My research project this semester is a smaller offshoot of the project I’ve been working on since October 2020 in the VanDemark Lab, under the guidance of my PI, Dr. Andy VanDemark. What my project focuses on is the protein profilin 1, which is a regulator of cytoskeletal dynamics and is a current therapeutic target for compounds being developed to block pathologic angiogenesis (excessive blood vessel growth) and even tumor growth by limiting vasculature growth and stopping the funnel of blood and nutrients to aberrant cells. This semester specifically, I am going to be attempting to co-crystallize profilin 1 with one of its binding partners, phosphatidylinositol 4,5-bisphosphate (PIP2). This interaction is important because it helps regulate other pathways in the body by disallowing phospholipase C (PLC) to cleave PIP2. PIP2 cleavage is important for various signal transduction cascades leading to a variety of neural signals, transcription factor activation, and metabolic activities.
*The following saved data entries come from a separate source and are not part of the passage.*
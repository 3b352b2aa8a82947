//! Station identifiers and the public station shape.

use std::fmt;

use serde::Serialize;

/// Error returned when parsing an invalid EVA number.
#[derive(Debug, Clone, PartialEq, Eq, thiserror::Error)]
#[error("invalid EVA number: {reason}")]
pub struct InvalidEva {
    reason: &'static str,
}

/// A numeric EVA station identifier.
///
/// EVA numbers are the identifiers used by the reservation system. They are
/// always positive.
///
/// # Examples
///
/// ```
/// use bahn_server::domain::Eva;
///
/// let frankfurt = Eva::parse("8000105").unwrap();
/// assert_eq!(frankfurt.get(), 8000105);
///
/// assert!(Eva::parse("0").is_err());
/// assert!(Eva::parse("FF").is_err());
/// ```
#[derive(Debug, Clone, Copy, PartialEq, Eq, PartialOrd, Ord, Hash, Serialize)]
#[serde(transparent)]
pub struct Eva(u32);

impl Eva {
    /// Create an EVA number from its numeric value.
    pub fn new(value: u32) -> Result<Self, InvalidEva> {
        if value == 0 {
            return Err(InvalidEva {
                reason: "must be positive",
            });
        }
        Ok(Self(value))
    }

    /// Parse an EVA number from a decimal string.
    pub fn parse(s: &str) -> Result<Self, InvalidEva> {
        let value = s.trim().parse::<u32>().map_err(|_| InvalidEva {
            reason: "must be a decimal number",
        })?;
        Self::new(value)
    }

    /// Returns the numeric value.
    pub fn get(&self) -> u32 {
        self.0
    }
}

impl fmt::Display for Eva {
    fn fmt(&self, f: &mut fmt::Formatter<'_>) -> fmt::Result {
        write!(f, "{}", self.0)
    }
}

/// Error returned when parsing an invalid DS100 code.
#[derive(Debug, Clone, PartialEq, Eq, thiserror::Error)]
#[error("invalid DS100 code: {reason}")]
pub struct InvalidDs100 {
    reason: &'static str,
}

/// Longest DS100 code accepted.
const MAX_DS100_LEN: usize = 8;

/// A DS100 operational station code (e.g. `FF`, `MH N`).
///
/// Codes are normalized to uppercase with surrounding whitespace removed.
/// Inner spaces are significant and kept.
///
/// # Examples
///
/// ```
/// use bahn_server::domain::Ds100;
///
/// let code = Ds100::parse(" ff ").unwrap();
/// assert_eq!(code.as_str(), "FF");
///
/// assert!(Ds100::parse("").is_err());
/// assert!(Ds100::parse("F-F").is_err());
/// ```
#[derive(Debug, Clone, PartialEq, Eq, PartialOrd, Ord, Hash, Serialize)]
#[serde(transparent)]
pub struct Ds100(String);

impl Ds100 {
    /// Parse and normalize a DS100 code.
    pub fn parse(s: &str) -> Result<Self, InvalidDs100> {
        let trimmed = s.trim();

        if trimmed.is_empty() {
            return Err(InvalidDs100 {
                reason: "must not be empty",
            });
        }

        if trimmed.len() > MAX_DS100_LEN {
            return Err(InvalidDs100 {
                reason: "too long",
            });
        }

        if !trimmed
            .chars()
            .all(|c| c.is_ascii_alphanumeric() || c == ' ')
        {
            return Err(InvalidDs100 {
                reason: "must be ASCII letters, digits or spaces",
            });
        }

        Ok(Self(trimmed.to_ascii_uppercase()))
    }

    /// Accept a code read back from storage without format checks.
    ///
    /// Stored codes are normalized the same way as [`Ds100::parse`] but may
    /// be empty or contain punctuation.
    pub fn from_stored(s: &str) -> Self {
        Self(s.trim().to_ascii_uppercase())
    }

    /// Returns the code as a string slice.
    pub fn as_str(&self) -> &str {
        &self.0
    }
}

impl fmt::Display for Ds100 {
    fn fmt(&self, f: &mut fmt::Formatter<'_>) -> fmt::Result {
        f.write_str(&self.0)
    }
}

/// A coordinate pair in degrees (WGS84).
#[derive(Debug, Clone, Copy, PartialEq, Serialize)]
pub struct Location {
    pub latitude: f64,
    pub longitude: f64,
}

impl Location {
    /// Build a location only if both coordinates are present.
    pub fn from_parts(latitude: Option<f64>, longitude: Option<f64>) -> Option<Self> {
        match (latitude, longitude) {
            (Some(latitude), Some(longitude)) => Some(Self {
                latitude,
                longitude,
            }),
            _ => None,
        }
    }
}

/// A station as exposed by the API.
#[derive(Debug, Clone, PartialEq, Serialize)]
pub struct Station {
    pub eva: Eva,
    pub name: String,
    pub ds100: Ds100,
    pub location: Option<Location>,
}
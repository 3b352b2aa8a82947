//! Data transfer objects for web requests and responses.
//!
//! Query parameters arrive as optional strings. Each request type has a
//! `validate` method that checks presence first, then format, and returns
//! the error message sent back with a 400.

use chrono::{NaiveDate, NaiveDateTime};
use serde::{Deserialize, Serialize};

use crate::domain::{
    Ds100, Eva, InvalidTrainNumber, Station, TrainNumber, TrainType, parse_train_number,
};

/// Treat empty and whitespace-only values as absent.
fn present(value: &Option<String>) -> Option<&str> {
    value.as_deref().map(str::trim).filter(|v| !v.is_empty())
}

fn bad_request(what: &str) -> String {
    format!("Bad Request -- {what}")
}

/// Parse a calendar date, accepting a trailing time of day.
pub fn parse_date(s: &str) -> Option<NaiveDate> {
    let s = s.trim();
    NaiveDate::parse_from_str(s, "%Y-%m-%d")
        .ok()
        .or_else(|| {
            NaiveDateTime::parse_from_str(s, "%Y-%m-%dT%H:%M:%S")
                .ok()
                .map(|dt| dt.date())
        })
        .or_else(|| {
            NaiveDateTime::parse_from_str(s, "%Y-%m-%dT%H:%M:%S%.fZ")
                .ok()
                .map(|dt| dt.date())
        })
}

/// `/station` query: exactly one identifier is used, tried in this order.
#[derive(Debug, Default, Deserialize)]
pub struct StationQuery {
    pub name: Option<String>,
    pub ds100: Option<String>,
    pub eva: Option<String>,
}

/// A validated station lookup.
#[derive(Debug, Clone, PartialEq, Eq)]
pub enum StationLookup {
    Name(String),
    Ds100(Ds100),
    Eva(Eva),
}

impl StationQuery {
    pub fn validate(&self) -> Result<StationLookup, String> {
        if let Some(name) = present(&self.name) {
            return Ok(StationLookup::Name(name.to_string()));
        }
        if let Some(ds100) = present(&self.ds100) {
            return Ds100::parse(ds100)
                .map(StationLookup::Ds100)
                .map_err(|_| bad_request("DS100 is invalid"));
        }
        if let Some(eva) = present(&self.eva) {
            return Eva::parse(eva)
                .map(StationLookup::Eva)
                .map_err(|_| bad_request("EVA is invalid"));
        }
        Err(bad_request("Unique identifier is missing"))
    }
}

/// `/journey/dates` query.
#[derive(Debug, Default, Deserialize)]
#[serde(rename_all = "camelCase")]
pub struct TrainQuery {
    pub train_type: Option<String>,
    pub train_number: Option<String>,
}

/// A validated train identity.
#[derive(Debug, Clone, PartialEq, Eq)]
pub struct TrainRequest {
    pub train_type: TrainType,
    pub train_number: TrainNumber,
}

/// Check formats of a train identity whose fields are both present.
fn parse_train(train_type: &str, train_number: &str) -> Result<TrainRequest, String> {
    let train_number = parse_train_number(train_number).map_err(|e| match e {
        InvalidTrainNumber::NotANumber => bad_request("TrainNumber is not a number"),
        InvalidTrainNumber::Negative => bad_request("TrainNumber is negative"),
    })?;
    let train_type =
        TrainType::parse(train_type).map_err(|_| bad_request("TrainType is invalid"))?;

    Ok(TrainRequest {
        train_type,
        train_number,
    })
}

impl TrainQuery {
    pub fn validate(&self) -> Result<TrainRequest, String> {
        let train_type =
            present(&self.train_type).ok_or_else(|| bad_request("TrainType is missing"))?;
        let train_number =
            present(&self.train_number).ok_or_else(|| bad_request("TrainNumber is missing"))?;

        parse_train(train_type, train_number)
    }
}

/// `/journey` query.
#[derive(Debug, Default, Deserialize)]
#[serde(rename_all = "camelCase")]
pub struct JourneyQuery {
    pub train_type: Option<String>,
    pub train_number: Option<String>,
    pub date: Option<String>,
    /// Optional reference station (DS100)
    pub station: Option<String>,
}

/// A validated journey request.
#[derive(Debug, Clone, PartialEq, Eq)]
pub struct JourneyRequest {
    pub train: TrainRequest,
    pub date: NaiveDate,
    pub station: Option<Ds100>,
}

impl JourneyQuery {
    pub fn validate(&self) -> Result<JourneyRequest, String> {
        let train_type =
            present(&self.train_type).ok_or_else(|| bad_request("TrainType is missing"))?;
        let train_number =
            present(&self.train_number).ok_or_else(|| bad_request("TrainNumber is missing"))?;
        let date = present(&self.date).ok_or_else(|| bad_request("Date is missing"))?;

        let train = parse_train(train_type, train_number)?;
        let date = parse_date(date).ok_or_else(|| bad_request("Date is invalid"))?;

        let station = present(&self.station)
            .map(Ds100::parse)
            .transpose()
            .map_err(|_| bad_request("Station is invalid"))?;

        Ok(JourneyRequest {
            train,
            date,
            station,
        })
    }
}

/// `/station/journeys` query.
#[derive(Debug, Default, Deserialize)]
pub struct StationDayQuery {
    pub ds100: Option<String>,
    pub date: Option<String>,
}

impl StationDayQuery {
    pub fn validate(&self) -> Result<(Ds100, NaiveDate), String> {
        let date = present(&self.date).ok_or_else(|| bad_request("Date is missing"))?;
        let ds100 = present(&self.ds100).ok_or_else(|| bad_request("DS100 is missing"))?;

        let date = parse_date(date).ok_or_else(|| bad_request("Date is invalid"))?;
        let ds100 = Ds100::parse(ds100).map_err(|_| bad_request("DS100 is invalid"))?;
        Ok((ds100, date))
    }
}

/// `/station/connections` query.
#[derive(Debug, Default, Deserialize)]
pub struct Ds100Query {
    pub ds100: Option<String>,
}

impl Ds100Query {
    pub fn validate(&self) -> Result<Ds100, String> {
        let ds100 = present(&self.ds100).ok_or_else(|| bad_request("DS100 is missing"))?;
        Ds100::parse(ds100).map_err(|_| bad_request("DS100 is invalid"))
    }
}

/// All stations, with the time the list was produced.
#[derive(Debug, Serialize)]
pub struct StationListResponse {
    pub ts: NaiveDateTime,
    pub count: usize,
    pub stations: Vec<Station>,
}

/// Error response body.
#[derive(Debug, Serialize)]
pub struct ErrorResponse {
    pub error: String,
}

#[cfg(test)]
mod tests {
    use super::*;

    fn s(v: &str) -> Option<String> {
        Some(v.to_string())
    }

    #[test]
    fn station_lookup_order() {
        let query = StationQuery {
            name: s("Mann"),
            ds100: s("FF"),
            eva: None,
        };
        assert_eq!(
            query.validate(),
            Ok(StationLookup::Name("Mann".to_string()))
        );

        let query = StationQuery {
            name: s("  "),
            ds100: s("ff"),
            eva: s("8000105"),
        };
        assert_eq!(
            query.validate(),
            Ok(StationLookup::Ds100(Ds100::parse("FF").unwrap()))
        );

        let query = StationQuery {
            eva: s("8000105"),
            ..Default::default()
        };
        assert_eq!(
            query.validate(),
            Ok(StationLookup::Eva(Eva::new(8000105).unwrap()))
        );
    }

    #[test]
    fn station_lookup_needs_an_identifier() {
        assert_eq!(
            StationQuery::default().validate(),
            Err("Bad Request -- Unique identifier is missing".to_string())
        );
        let query = StationQuery {
            eva: s("FF"),
            ..Default::default()
        };
        assert_eq!(
            query.validate(),
            Err("Bad Request -- EVA is invalid".to_string())
        );
    }

    #[test]
    fn train_query_messages() {
        let missing_type = TrainQuery {
            train_number: s("599"),
            ..Default::default()
        };
        assert_eq!(
            missing_type.validate().unwrap_err(),
            "Bad Request -- TrainType is missing"
        );

        let missing_number = TrainQuery {
            train_type: s("ICE"),
            ..Default::default()
        };
        assert_eq!(
            missing_number.validate().unwrap_err(),
            "Bad Request -- TrainNumber is missing"
        );

        let not_number = TrainQuery {
            train_type: s("ICE"),
            train_number: s("abc"),
        };
        assert_eq!(
            not_number.validate().unwrap_err(),
            "Bad Request -- TrainNumber is not a number"
        );

        let negative = TrainQuery {
            train_type: s("ICE"),
            train_number: s("-4"),
        };
        assert_eq!(
            negative.validate().unwrap_err(),
            "Bad Request -- TrainNumber is negative"
        );

        let ok = TrainQuery {
            train_type: s("ice"),
            train_number: s("599"),
        }
        .validate()
        .unwrap();
        assert_eq!(ok.train_type.as_str(), "ICE");
        assert_eq!(ok.train_number, 599);
    }

    #[test]
    fn journey_query_messages() {
        let query = JourneyQuery {
            train_type: s("ICE"),
            train_number: s("599"),
            ..Default::default()
        };
        assert_eq!(query.validate().unwrap_err(), "Bad Request -- Date is missing");

        // a missing date outranks a malformed train number
        let query = JourneyQuery {
            train_type: s("ICE"),
            train_number: s("abc"),
            ..Default::default()
        };
        assert_eq!(query.validate().unwrap_err(), "Bad Request -- Date is missing");

        let query = JourneyQuery {
            train_type: s("ICE"),
            train_number: s("abc"),
            date: s("15.03.2024"),
            station: None,
        };
        assert_eq!(
            query.validate().unwrap_err(),
            "Bad Request -- TrainNumber is not a number"
        );

        let query = JourneyQuery {
            train_type: s("ICE"),
            train_number: s("599"),
            date: s("15.03.2024"),
            station: None,
        };
        assert_eq!(query.validate().unwrap_err(), "Bad Request -- Date is invalid");

        let query = JourneyQuery {
            train_type: s("ICE"),
            train_number: s("599"),
            date: s("2024-03-15T10:00:00"),
            station: s("rm"),
        };
        let request = query.validate().unwrap();
        assert_eq!(request.date, NaiveDate::from_ymd_opt(2024, 3, 15).unwrap());
        assert_eq!(request.station, Some(Ds100::parse("RM").unwrap()));
    }

    #[test]
    fn station_day_query_messages() {
        let query = StationDayQuery {
            ds100: s("FF"),
            date: None,
        };
        assert_eq!(query.validate().unwrap_err(), "Bad Request -- Date is missing");

        let query = StationDayQuery {
            ds100: None,
            date: s("2024-03-15"),
        };
        assert_eq!(query.validate().unwrap_err(), "Bad Request -- DS100 is missing");
    }

    #[test]
    fn dates_accept_iso_timestamps() {
        let expected = NaiveDate::from_ymd_opt(2024, 3, 15);
        assert_eq!(parse_date("2024-03-15"), expected);
        assert_eq!(parse_date("2024-03-15T23:10:00"), expected);
        assert_eq!(parse_date("2024-03-15T23:10:00.000Z"), expected);
        assert_eq!(parse_date("yesterday"), None);
    }
}
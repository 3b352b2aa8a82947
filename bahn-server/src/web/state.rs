//! Application state for the web layer.

use std::sync::Arc;

use tokio::task::JoinHandle;
use tracing::debug;

use crate::cache::ResponseCache;
use crate::services::ObservationWindow;
use crate::snapshot::{BuildStatus, NetworkSnapshot};

/// Shared application state.
///
/// Contains all the services needed to handle requests.
pub struct AppState<S> {
    /// Rail data store
    pub store: Arc<S>,

    /// Station and connection snapshots
    pub snapshot: NetworkSnapshot,

    /// Window used for per-station adjacency
    pub window: ObservationWindow,

    /// HTTP response cache
    pub cache: ResponseCache,
}

impl<S> Clone for AppState<S> {
    fn clone(&self) -> Self {
        Self {
            store: Arc::clone(&self.store),
            snapshot: self.snapshot.clone(),
            window: self.window,
            cache: self.cache.clone(),
        }
    }
}

impl<S> AppState<S> {
    /// Create a new app state.
    pub fn new(
        store: Arc<S>,
        snapshot: NetworkSnapshot,
        window: ObservationWindow,
        cache: ResponseCache,
    ) -> Self {
        Self {
            store,
            snapshot,
            window,
            cache,
        }
    }
}

impl<S> AppState<S> {
    /// Clear cached responses whenever a snapshot build completes, so
    /// station listings and connections reflect the new snapshot.
    ///
    /// The task ends when the snapshot is dropped.
    pub fn spawn_cache_invalidation(&self) -> JoinHandle<()> {
        let mut status = self.snapshot.subscribe();
        let cache = self.cache.clone();

        tokio::spawn(async move {
            while status.changed().await.is_ok() {
                let finished = matches!(
                    *status.borrow_and_update(),
                    BuildStatus::Ready | BuildStatus::Disabled
                );
                if finished {
                    debug!("snapshot replaced, clearing response cache");
                    cache.invalidate_all();
                }
            }
        })
    }
}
By co-crystallizing PIP2 and profilin 1, I can determine how profilin 1 binds to PIP2. I will be able to see what amino acids of profilin 1 interact with the various parts of PIP2, which is requisite knowledge to being able to modulate this interaction (through peptide or drug synthesis, as well as protein mutation), and also helps provide some insight into a key part of PIP2 biochemical function, which has not been fully characterized up until this point.
My main future goal right now is to go to grad school and pursue a PhD in either structural biology or biophysics in order to continue being able to do research like this. I haven’t fully decided whether my ultimate goal will be to move into industry, perhaps working for a pharmaceutical company, or stay in academia and become a professor. I think participating in the CURF is going to aid me in my impending goal however, because it allows me to pursue a fully independent research project that is an offshoot of the research I’ve been performing as part of a group of collaborators for the past few years. Having a sense of ownership of not just the work I’m performing, but also the idea and design of the experiments, to a greater degree than previously, gives me a lot to talk and think about when applying to grad schools and going through the interview process, and is something that will hopefully make me stand out among groups of very qualified, competent potential graduate students.